IHKs in all genomes and metagenomes were not eliminated during the screening process and can therefore be curated by users. Additionally, mis-predicted TCS proteins can be visualized as the longest possible coding sequence, so that users can also make their own start assignments.
Utility and discussion
P2CS provides an integrated environment for exploration, visualization and annotation of TCS proteins from all available bacterial genomes and metagenomes via . The P2CS homepage contains a navigation bar that allows database browsing. Among the menus, users will also find P2CS Browse, which links directly to sortable lists of analysed genomes, plasmids and metagenomes. The selection of a microbe or a microbiome displays the result of the P2CS analysis process. It shows global counts of the different categories of TCSs and detailed class counts of each category. Each class result provides a clickable link to a detailed gene list. Selecting an object from the list of identifiers, displays a detailed gene description page with an image representing the gene in its genomic context, in the appropriate frame. Blast searches can be performed with the gene using external links, against the NCBI protein database or the annotated databases Swiss-Prot/TrEMBL. To obtain detailed information on a given gene, the software provides database links to investigate structural and functional domains of the corresponding protein sequence using the Conserved Domain Search service , the Simple Modular Architecture Research Tool  and the TMHMM transmembrane topology prediction method . The presence and location of signal peptide cleavage sites in amino acid sequences can also be checked using SIG-Pred .

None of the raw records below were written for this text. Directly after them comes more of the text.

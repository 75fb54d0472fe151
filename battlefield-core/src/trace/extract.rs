//! Flattening of a trace document into per-kind event sequences

use serde::{Deserialize, Serialize};

use super::document::TraceDocument;

/// One executed action, stamped with its transaction
#[derive(Debug, Clone, PartialEq, Eq, Serialize, Deserialize)]
pub struct ObservedAction {
    pub trx_id: String,
    pub receiver: String,
    pub account: String,
    pub action_name: String,
    pub json_data: String,
}

/// One table mutation, stamped with its transaction
#[derive(Debug, Clone, PartialEq, Eq, Serialize, Deserialize)]
pub struct ObservedDbOp {
    pub trx_id: String,
    pub code: String,
    pub scope: String,
    pub table_name: String,
    pub primary_key: String,
    pub new_data_json: String,
}

/// Both observed sequences, in document order
#[derive(Debug, Clone, Default, PartialEq, Eq, Serialize, Deserialize)]
pub struct ObservedEvents {
    pub actions: Vec<ObservedAction>,
    pub db_ops: Vec<ObservedDbOp>,
}

impl ObservedEvents {
    pub fn is_empty(&self) -> bool {
        self.actions.is_empty() && self.db_ops.is_empty()
    }
}

/// Flatten blocks → transactions → action traces / db ops
///
/// Order is blocks, then transactions within a block, then entries within a
/// transaction. Nothing is filtered out.
pub fn extract(document: &TraceDocument) -> ObservedEvents {
    let mut observed = ObservedEvents::default();

    for block in &document.blocks {
        for trx in &block.unfiltered_transaction_traces {
            observed
                .actions
                .extend(trx.action_traces.iter().map(|trace| ObservedAction {
                    trx_id: trx.id.clone(),
                    receiver: trace.receiver.clone(),
                    account: trace.action.account.clone(),
                    action_name: trace.action.name.clone(),
                    json_data: trace.action.json_data.clone(),
                }));

            observed
                .db_ops
                .extend(trx.db_ops.iter().map(|op| ObservedDbOp {
                    trx_id: trx.id.clone(),
                    code: op.code.clone(),
                    scope: op.scope.clone(),
                    table_name: op.table_name.clone(),
                    primary_key: op.primary_key.clone(),
                    new_data_json: op.new_data_json.clone(),
                }));
        }
    }

    tracing::debug!(
        actions = observed.actions.len(),
        db_ops = observed.db_ops.len(),
        "extracted observed events"
    );

    observed
}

A second menu, P2CS Search, provides several search modes that allow users to request genes on the basis of their locus-tag, domain possession or TCS class. The search module builds search output as a tabular view that is linked to a full description and genomic context for each selected gene. The gene description page is the core exploration tool, providing several analysis options as described above. Analysis of each gene can be performed and users have the ability to display and propose the modification of any gene.
P2CS was designed to allow download of TCS data in tab-delimited format and generates a file compatible with spreadsheet programs such as Excel. For each genome and metagenome, users can also download the flat format files used for the construction of the database.
P2CS has been developed for computational analysis of the modular TCSs of prokaryotic genomes and metagenomes. It provides a complete overview of information on TCSs, including predicted candidate proteins and probable proteins, which need further curation/validation. The analysis process recovers each protein presenting N-terminal HisKA or C-terminal HATPase domains and classifies them as probable incomplete HK. The status can be changed through the manual curation process.
Users can modify annotation parameters and append comments, which are made available for consultation by other users. To ensure the integrity of the database, we propose to the interested experts to download formatted data and then after manual curation, the same downloaded files can be used as exchange format for an update of the database by the P2CS team.
One of the most important features of P2CS is the ability to search for TCSs within an ORFeome. One common problem of prokaryotic genome annotation is the accuracy of gene prediction and the loss of valuable data as a consequence of underestimation of the number of predicted genes. A blatant example is the genome of M. magneticum AMB-1 , with 23 overlooked TCS genes. A possible explanation for the high number of missing TCS genes is the GC richness of this genome (65%), which may constitute a complication in the gene prediction process.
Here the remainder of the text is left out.